:: DATA TO USE ::

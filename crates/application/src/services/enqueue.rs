//! Enqueue use case
//!
//! Turns a validated ingress request into a persisted `pending` task plus a
//! brokered instruction for attempt zero. The request body is captured
//! verbatim; charset and enctype come from the Content-Type header with
//! defaults; headers carrying the configured proxy prefix are stripped of
//! the prefix and forwarded to the webhook on every attempt.
//!
//! Insert and push are not atomic. A push failure after the insert is
//! logged and tolerated: the task row is already `pending` and due, so the
//! due scanner republishes it within one scan interval.

use std::collections::HashMap;
use std::sync::Arc;

use domain::{DEFAULT_CHARSET, DEFAULT_ENCTYPE, AppId, Instruction, NewTask, TaskId};
use tracing::{debug, instrument, warn};

use crate::error::ApplicationError;
use crate::ports::{InstructionBroker, TaskStore};

/// The pieces of an ingress request the enqueue flow consumes
#[derive(Debug, Clone)]
pub struct EnqueueRequest {
    /// Validated webhook URL
    pub url: String,
    /// Per-attempt HTTP timeout in seconds
    pub timeout: u32,
    /// Request body, verbatim
    pub body: Vec<u8>,
    /// Raw Content-Type header, if any
    pub content_type: Option<String>,
    /// All request headers as received (names lowercased by the server)
    pub headers: Vec<(String, String)>,
}

/// Persists tasks and publishes their initial instructions
pub struct EnqueueService {
    store: Arc<dyn TaskStore>,
    broker: Arc<dyn InstructionBroker>,
    proxy_header_prefix: String,
}

impl std::fmt::Debug for EnqueueService {
    fn fmt(&self, f: &mut std::fmt::Formatter<'_>) -> std::fmt::Result {
        f.debug_struct("EnqueueService")
            .field("proxy_header_prefix", &self.proxy_header_prefix)
            .finish_non_exhaustive()
    }
}

impl EnqueueService {
    /// Create the service over its collaborators
    #[must_use]
    pub fn new(
        store: Arc<dyn TaskStore>,
        broker: Arc<dyn InstructionBroker>,
        proxy_header_prefix: impl Into<String>,
    ) -> Self {
        Self {
            store,
            broker,
            proxy_header_prefix: proxy_header_prefix.into().to_ascii_lowercase(),
        }
    }

    /// Persist a task for `app_id` and publish its attempt-zero instruction
    #[instrument(skip(self, request), fields(url = %request.url))]
    pub async fn enqueue(
        &self,
        app_id: AppId,
        request: EnqueueRequest,
    ) -> Result<TaskId, ApplicationError> {
        let (enctype, charset) = parse_content_type(request.content_type.as_deref());
        let headers = self.passthrough_headers(&request.headers);

        let new_task = NewTask::new(app_id, request.url, request.timeout)
            .with_body(request.body)
            .with_charset(charset)
            .with_enctype(enctype)
            .with_headers(headers);
        let id = self.store.insert(new_task).await?;
        debug!(task_id = %id, "task persisted");

        if let Err(e) = self.broker.push(Instruction::initial(id)).await {
            // The row is pending and due; the due scanner republishes it.
            warn!(task_id = %id, error = %e, "instruction push failed after insert");
        }
        Ok(id)
    }

    /// Headers whose names carry the proxy prefix, with the prefix stripped
    fn passthrough_headers(&self, headers: &[(String, String)]) -> HashMap<String, String> {
        headers
            .iter()
            .filter_map(|(name, value)| {
                let lowered = name.to_ascii_lowercase();
                lowered
                    .strip_prefix(&self.proxy_header_prefix)
                    .filter(|rest| !rest.is_empty())
                    .map(|rest| (rest.to_string(), value.clone()))
            })
            .collect()
    }
}

/// Split a Content-Type header into `(enctype, charset)` with defaults
fn parse_content_type(raw: Option<&str>) -> (String, String) {
    let Some(raw) = raw else {
        return (DEFAULT_ENCTYPE.to_string(), DEFAULT_CHARSET.to_string());
    };
    let mut parts = raw.split(';');
    let enctype = parts
        .next()
        .map(str::trim)
        .filter(|s| !s.is_empty())
        .unwrap_or(DEFAULT_ENCTYPE)
        .to_ascii_lowercase();
    let charset = parts
        .filter_map(|param| {
            let (key, value) = param.split_once('=')?;
            (key.trim().eq_ignore_ascii_case("charset"))
                .then(|| value.trim().trim_matches('"').to_ascii_lowercase())
        })
        .find(|value| !value.is_empty())
        .unwrap_or_else(|| DEFAULT_CHARSET.to_string());
    (enctype, charset)
}

#[cfg(test)]
mod tests {
    use super::*;
    use crate::ports::{MockInstructionBroker, MockTaskStore};

    fn request(content_type: Option<&str>, headers: Vec<(&str, &str)>) -> EnqueueRequest {
        EnqueueRequest {
            url: "http://example.com/hook".to_string(),
            timeout: 20,
            body: b"a=1&b=2".to_vec(),
            content_type: content_type.map(String::from),
            headers: headers
                .into_iter()
                .map(|(name, value)| (name.to_string(), value.to_string()))
                .collect(),
        }
    }

    fn service(store: MockTaskStore, broker: MockInstructionBroker) -> EnqueueService {
        EnqueueService::new(Arc::new(store), Arc::new(broker), "X-Hook-")
    }

    #[test]
    fn content_type_defaults_when_absent() {
        let (enctype, charset) = parse_content_type(None);
        assert_eq!(enctype, "application/x-www-form-urlencoded");
        assert_eq!(charset, "utf-8");
    }

    #[test]
    fn content_type_with_charset() {
        let (enctype, charset) = parse_content_type(Some("application/json; charset=ISO-8859-1"));
        assert_eq!(enctype, "application/json");
        assert_eq!(charset, "iso-8859-1");
    }

    #[test]
    fn content_type_without_charset_keeps_default() {
        let (enctype, charset) = parse_content_type(Some("text/plain"));
        assert_eq!(enctype, "text/plain");
        assert_eq!(charset, "utf-8");
    }

    #[test]
    fn content_type_with_quoted_charset() {
        let (_, charset) = parse_content_type(Some(r#"text/html; charset="utf-16""#));
        assert_eq!(charset, "utf-16");
    }

    #[tokio::test]
    async fn enqueue_persists_and_publishes() {
        let mut store = MockTaskStore::new();
        store
            .expect_insert()
            .withf(|task| {
                task.url == "http://example.com/hook"
                    && task.timeout == 20
                    && task.body == b"a=1&b=2"
                    && task.enctype == "application/x-www-form-urlencoded"
            })
            .times(1)
            .returning(|_| Ok(TaskId::new(7)));
        let mut broker = MockInstructionBroker::new();
        broker
            .expect_push()
            .withf(|instruction| instruction.to_string() == "7:0")
            .times(1)
            .returning(|_| Ok(()));

        let id = service(store, broker)
            .enqueue(AppId::new(), request(None, vec![]))
            .await
            .unwrap();
        assert_eq!(id, TaskId::new(7));
    }

    #[tokio::test]
    async fn proxy_headers_are_stripped_and_forwarded() {
        let mut store = MockTaskStore::new();
        store
            .expect_insert()
            .withf(|task| {
                task.headers.len() == 2
                    && task.headers.get("token").map(String::as_str) == Some("abc")
                    && task.headers.get("trace-id").map(String::as_str) == Some("xyz")
            })
            .times(1)
            .returning(|_| Ok(TaskId::new(1)));
        let mut broker = MockInstructionBroker::new();
        broker.expect_push().returning(|_| Ok(()));

        service(store, broker)
            .enqueue(
                AppId::new(),
                request(None, vec![
                    ("x-hook-token", "abc"),
                    ("x-hook-trace-id", "xyz"),
                    ("content-length", "7"),
                    ("authorization", "Bearer k"),
                ]),
            )
            .await
            .unwrap();
    }

    #[tokio::test]
    async fn push_failure_is_tolerated() {
        let mut store = MockTaskStore::new();
        store.expect_insert().returning(|_| Ok(TaskId::new(3)));
        let mut broker = MockInstructionBroker::new();
        broker
            .expect_push()
            .returning(|_| Err(ApplicationError::Broker("down".to_string())));

        // The task is persisted; the scanner takes over publication.
        let id = service(store, broker)
            .enqueue(AppId::new(), request(None, vec![]))
            .await
            .unwrap();
        assert_eq!(id, TaskId::new(3));
    }

    #[tokio::test]
    async fn store_failure_surfaces() {
        let mut store = MockTaskStore::new();
        store
            .expect_insert()
            .returning(|_| Err(ApplicationError::Store("full".to_string())));
        let mut broker = MockInstructionBroker::new();
        broker.expect_push().never();

        assert!(
            service(store, broker)
                .enqueue(AppId::new(), request(None, vec![]))
                .await
                .is_err()
        );
    }
}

:: WHAT YOU ARE ASKED TO DO ::
In the records above, find each line that holds the word "EnqueueRequest"; copy all such lines.

:: WRITTEN REPLY ::
pub struct EnqueueRequest {
        request: EnqueueRequest,
    fn request(content_type: Option<&str>, headers: Vec<(&str, &str)>) -> EnqueueRequest {
        EnqueueRequest {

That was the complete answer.